* [PROBLEM]:
Among the records that follow, find each line holding the word "CameraConfig" and copy it.
[THE DATA Boundary: Start]
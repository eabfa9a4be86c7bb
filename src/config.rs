//! Configuration file handling for selfie-booth.
//!
//! Loads configuration from `<config dir>/selfie-booth/config.toml` or a custom path.

use serde::{Deserialize, Serialize};
use std::path::{Path, PathBuf};

use crate::api::{API_URL_ENV, DEFAULT_BASE_URL};
use crate::camera::{CameraSettings, Resolution};
use crate::media::MediaStore;
use crate::preview::{CharSet, DEFAULT_JPEG_QUALITY, DEFAULT_MAX_WIDTH};

/// Written by `selfie-booth config init`.
pub const DEFAULT_CONFIG_TOML: &str = r#"# selfie-booth configuration

[api]
# Backend base URL. SELFIE_BOOTH_API_URL overrides it.
base_url = "http://127.0.0.1:8001/api"
timeout_secs = 30

[camera]
device = 0
resolution = "640x480"
fps = 30
mirror = true
loop_interval_ms = 30
# Use an animated test pattern when no camera can be opened.
simulate_fallback = false

[media]
# Defaults to ~/SelfieBooth_Media
# dir = "/path/to/media"

[preview]
# standard, blocks or minimal
charset = "standard"
invert = false
jpeg_quality = 80
max_width = 640

[booth]
require_pin = false
page_size = 10
"#;

/// Configuration file structure for selfie-booth.
#[derive(Debug, Clone, Default, PartialEq, Serialize, Deserialize)]
pub struct Config {
    #[serde(default)]
    pub api: ApiConfig,
    #[serde(default)]
    pub camera: CameraConfig,
    #[serde(default)]
    pub media: MediaConfig,
    #[serde(default)]
    pub preview: PreviewConfig,
    #[serde(default)]
    pub booth: BoothConfig,
}

#[derive(Debug, Clone, PartialEq, Serialize, Deserialize)]
#[serde(default)]
pub struct ApiConfig {
    pub base_url: String,
    pub timeout_secs: u64,
}

impl Default for ApiConfig {
    fn default() -> Self {
        Self {
            base_url: DEFAULT_BASE_URL.to_string(),
            timeout_secs: 30,
        }
    }
}

#[derive(Debug, Clone, PartialEq, Serialize, Deserialize)]
#[serde(default)]
pub struct CameraConfig {
    pub device: u32,
    pub resolution: String,
    pub fps: u32,
    pub mirror: bool,
    pub loop_interval_ms: u64,
    pub simulate_fallback: bool,
}

impl Default for CameraConfig {
    fn default() -> Self {
        Self {
            device: 0,
            resolution: Resolution::VGA.to_string(),
            fps: 30,
            mirror: true,
            loop_interval_ms: 30,
            simulate_fallback: false,
        }
    }
}

#[derive(Debug, Clone, Default, PartialEq, Serialize, Deserialize)]
#[serde(default)]
pub struct MediaConfig {
    #[serde(skip_serializing_if = "Option::is_none")]
    pub dir: Option<PathBuf>,
}

#[derive(Debug, Clone, PartialEq, Serialize, Deserialize)]
#[serde(default)]
pub struct PreviewConfig {
    pub charset: String,
    pub invert: bool,
    pub jpeg_quality: u8,
    pub max_width: u32,
}

impl Default for PreviewConfig {
    fn default() -> Self {
        Self {
            charset: CharSet::Standard.name().to_string(),
            invert: false,
            jpeg_quality: DEFAULT_JPEG_QUALITY,
            max_width: DEFAULT_MAX_WIDTH,
        }
    }
}

#[derive(Debug, Clone, PartialEq, Serialize, Deserialize)]
#[serde(default)]
pub struct BoothConfig {
    /// Ask for the event PIN before starting an experience.
    pub require_pin: bool,
    pub page_size: u32,
}

impl Default for BoothConfig {
    fn default() -> Self {
        Self {
            require_pin: false,
            page_size: 10,
        }
    }
}

impl Config {
    /// Load configuration from a file path.
    /// Returns default config if the file doesn't exist.
    /// Returns an error if the file exists but cannot be parsed.
    pub fn load(path: Option<&Path>) -> Result<Self, ConfigError> {
        let path = path.map(PathBuf::from).unwrap_or_else(default_path);

        if path.exists() {
            let content = std::fs::read_to_string(&path).map_err(|e| ConfigError::IoError {
                path: path.clone(),
                source: e,
            })?;
            let config: Config = toml::from_str(&content).map_err(|e| ConfigError::ParseError {
                path: path.clone(),
                source: e,
            })?;
            config.validate()?;
            log::debug!("Loaded config from {}", path.display());
            Ok(config)
        } else {
            Ok(Config::default())
        }
    }

    /// Check values serde can't.
    pub fn validate(&self) -> Result<(), ConfigError> {
        if Resolution::parse(&self.camera.resolution).is_none() {
            return Err(ConfigError::InvalidValue {
                key: "camera.resolution",
                value: self.camera.resolution.clone(),
            });
        }
        if CharSet::from_name(&self.preview.charset).is_none() {
            return Err(ConfigError::InvalidValue {
                key: "preview.charset",
                value: self.preview.charset.clone(),
            });
        }
        if self.booth.page_size == 0 {
            return Err(ConfigError::InvalidValue {
                key: "booth.page_size",
                value: "0".to_string(),
            });
        }
        Ok(())
    }

    /// Apply environment overrides, reading variables through `lookup`.
    pub fn apply_env(&mut self, lookup: impl Fn(&str) -> Option<String>) {
        if let Some(url) = lookup(API_URL_ENV).filter(|u| !u.trim().is_empty()) {
            log::debug!("Using API URL from {}", API_URL_ENV);
            self.api.base_url = url;
        }
    }

    /// Camera settings described by the `[camera]` section.
    pub fn camera_settings(&self) -> CameraSettings {
        CameraSettings {
            device_index: self.camera.device,
            resolution: Resolution::parse(&self.camera.resolution).unwrap_or_default(),
            fps: self.camera.fps,
            mirror: self.camera.mirror,
            loop_interval_ms: self.camera.loop_interval_ms,
        }
    }

    pub fn media_dir(&self) -> PathBuf {
        self.media.dir.clone().unwrap_or_else(MediaStore::default_dir)
    }

    pub fn charset(&self) -> CharSet {
        CharSet::from_name(&self.preview.charset).unwrap_or_default()
    }

    /// Render as TOML, for `config show`.
    pub fn to_toml(&self) -> Result<String, ConfigError> {
        toml::to_string_pretty(self).map_err(ConfigError::SerializeError)
    }
}

/// Write the commented default config to `path`.
pub fn write_default(path: &Path, force: bool) -> Result<(), ConfigError> {
    if path.exists() && !force {
        return Err(ConfigError::AlreadyExists(path.to_path_buf()));
    }
    let io_error = |source| ConfigError::IoError {
        path: path.to_path_buf(),
        source,
    };
    if let Some(parent) = path.parent() {
        std::fs::create_dir_all(parent).map_err(io_error)?;
    }
    std::fs::write(path, DEFAULT_CONFIG_TOML).map_err(io_error)?;
    log::info!("Wrote default config to {}", path.display());
    Ok(())
}

/// Errors that can occur when loading configuration.
#[derive(Debug)]
pub enum ConfigError {
    IoError {
        path: PathBuf,
        source: std::io::Error,
    },
    ParseError {
        path: PathBuf,
        source: toml::de::Error,
    },
    SerializeError(toml::ser::Error),
    InvalidValue {
        key: &'static str,
        value: String,
    },
    AlreadyExists(PathBuf),
}

impl std::fmt::Display for ConfigError {
    fn fmt(&self, f: &mut std::fmt::Formatter<'_>) -> std::fmt::Result {
        match self {
            ConfigError::IoError { path, source } => {
                write!(
                    f,
                    "Failed to read config file '{}': {}",
                    path.display(),
                    source
                )
            }
            ConfigError::ParseError { path, source } => {
                write!(
                    f,
                    "Failed to parse config file '{}': {}",
                    path.display(),
                    source
                )
            }
            ConfigError::SerializeError(source) => write!(f, "Failed to render config: {}", source),
            ConfigError::InvalidValue { key, value } => {
                write!(f, "Invalid value for {}: '{}'", key, value)
            }
            ConfigError::AlreadyExists(path) => write!(
                f,
                "Config file '{}' already exists (use --force to overwrite)",
                path.display()
            ),
        }
    }
}

impl std::error::Error for ConfigError {
    fn source(&self) -> Option<&(dyn std::error::Error + 'static)> {
        match self {
            ConfigError::IoError { source, .. } => Some(source),
            ConfigError::ParseError { source, .. } => Some(source),
            ConfigError::SerializeError(source) => Some(source),
            ConfigError::InvalidValue { .. } | ConfigError::AlreadyExists(_) => None,
        }
    }
}

/// Get the default config file path.
pub fn default_path() -> PathBuf {
    dirs::config_dir()
        .unwrap_or_else(|| {
            let home = std::env::var("HOME").unwrap_or_else(|_| ".".to_string());
            PathBuf::from(home).join(".config")
        })
        .join("selfie-booth")
        .join("config.toml")
}

#[cfg(test)]
mod tests {
    use super::*;
    use std::io::Write;
    use tempfile::{NamedTempFile, TempDir};

    #[test]
    fn test_missing_file_gives_defaults() {
        let tmp = TempDir::new().unwrap();
        let config = Config::load(Some(&tmp.path().join("absent.toml"))).unwrap();
        assert_eq!(config, Config::default());
        assert_eq!(config.api.base_url, DEFAULT_BASE_URL);
        assert_eq!(config.booth.page_size, 10);
    }

    #[test]
    fn test_default_template_matches_defaults() {
        let parsed: Config = toml::from_str(DEFAULT_CONFIG_TOML).unwrap();
        assert_eq!(parsed, Config::default());
    }

    #[test]
    fn test_partial_file_keeps_other_defaults() {
        let mut file = NamedTempFile::new().unwrap();
        writeln!(file, "[camera]\ndevice = 2\n\n[booth]\nrequire_pin = true").unwrap();
        let config = Config::load(Some(file.path())).unwrap();
        assert_eq!(config.camera.device, 2);
        assert!(config.camera.mirror);
        assert!(config.booth.require_pin);
        assert_eq!(config.preview.jpeg_quality, 80);
    }

    #[test]
    fn test_parse_error_names_file() {
        let mut file = NamedTempFile::new().unwrap();
        writeln!(file, "[camera\ndevice = ").unwrap();
        let err = Config::load(Some(file.path())).unwrap_err();
        assert!(matches!(err, ConfigError::ParseError { .. }));
        assert!(err.to_string().contains("Failed to parse config file"));
    }

    #[test]
    fn test_invalid_resolution_rejected() {
        let mut file = NamedTempFile::new().unwrap();
        writeln!(file, "[camera]\nresolution = \"huge\"").unwrap();
        let err = Config::load(Some(file.path())).unwrap_err();
        assert_eq!(err.to_string(), "Invalid value for camera.resolution: 'huge'");
    }

    #[test]
    fn test_env_override() {
        let mut config = Config::default();
        config.apply_env(|key| (key == API_URL_ENV).then(|| "http://booth.test/api".to_string()));
        assert_eq!(config.api.base_url, "http://booth.test/api");

        let mut untouched = Config::default();
        untouched.apply_env(|_| None);
        assert_eq!(untouched.api.base_url, DEFAULT_BASE_URL);
    }

    #[test]
    fn test_camera_settings_from_config() {
        let mut config = Config::default();
        config.camera.resolution = "1280x720".to_string();
        config.camera.mirror = false;
        let settings = config.camera_settings();
        assert_eq!(settings.resolution, Resolution::HD);
        assert!(!settings.mirror);
        assert_eq!(settings.loop_interval_ms, 30);
    }

    #[test]
    fn test_write_default_refuses_overwrite() {
        let tmp = TempDir::new().unwrap();
        let path = tmp.path().join("nested").join("config.toml");
        write_default(&path, false).unwrap();
        assert!(matches!(
            write_default(&path, false),
            Err(ConfigError::AlreadyExists(_))
        ));
        write_default(&path, true).unwrap();
        assert_eq!(Config::load(Some(&path)).unwrap(), Config::default());
    }

    #[test]
    fn test_to_toml_round_trips() {
        let config = Config::default();
        let rendered = config.to_toml().unwrap();
        let parsed: Config = toml::from_str(&rendered).unwrap();
        assert_eq!(parsed, config);
    }

    #[test]
    fn test_default_path_ends_with_config_toml() {
        let path = default_path();
        assert!(path.ends_with("selfie-booth/config.toml"));
    }
}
[THE DATA Boundary: End]
* [RESULT OF THE TASK]:
    pub camera: CameraConfig,
pub struct CameraConfig {
impl Default for CameraConfig {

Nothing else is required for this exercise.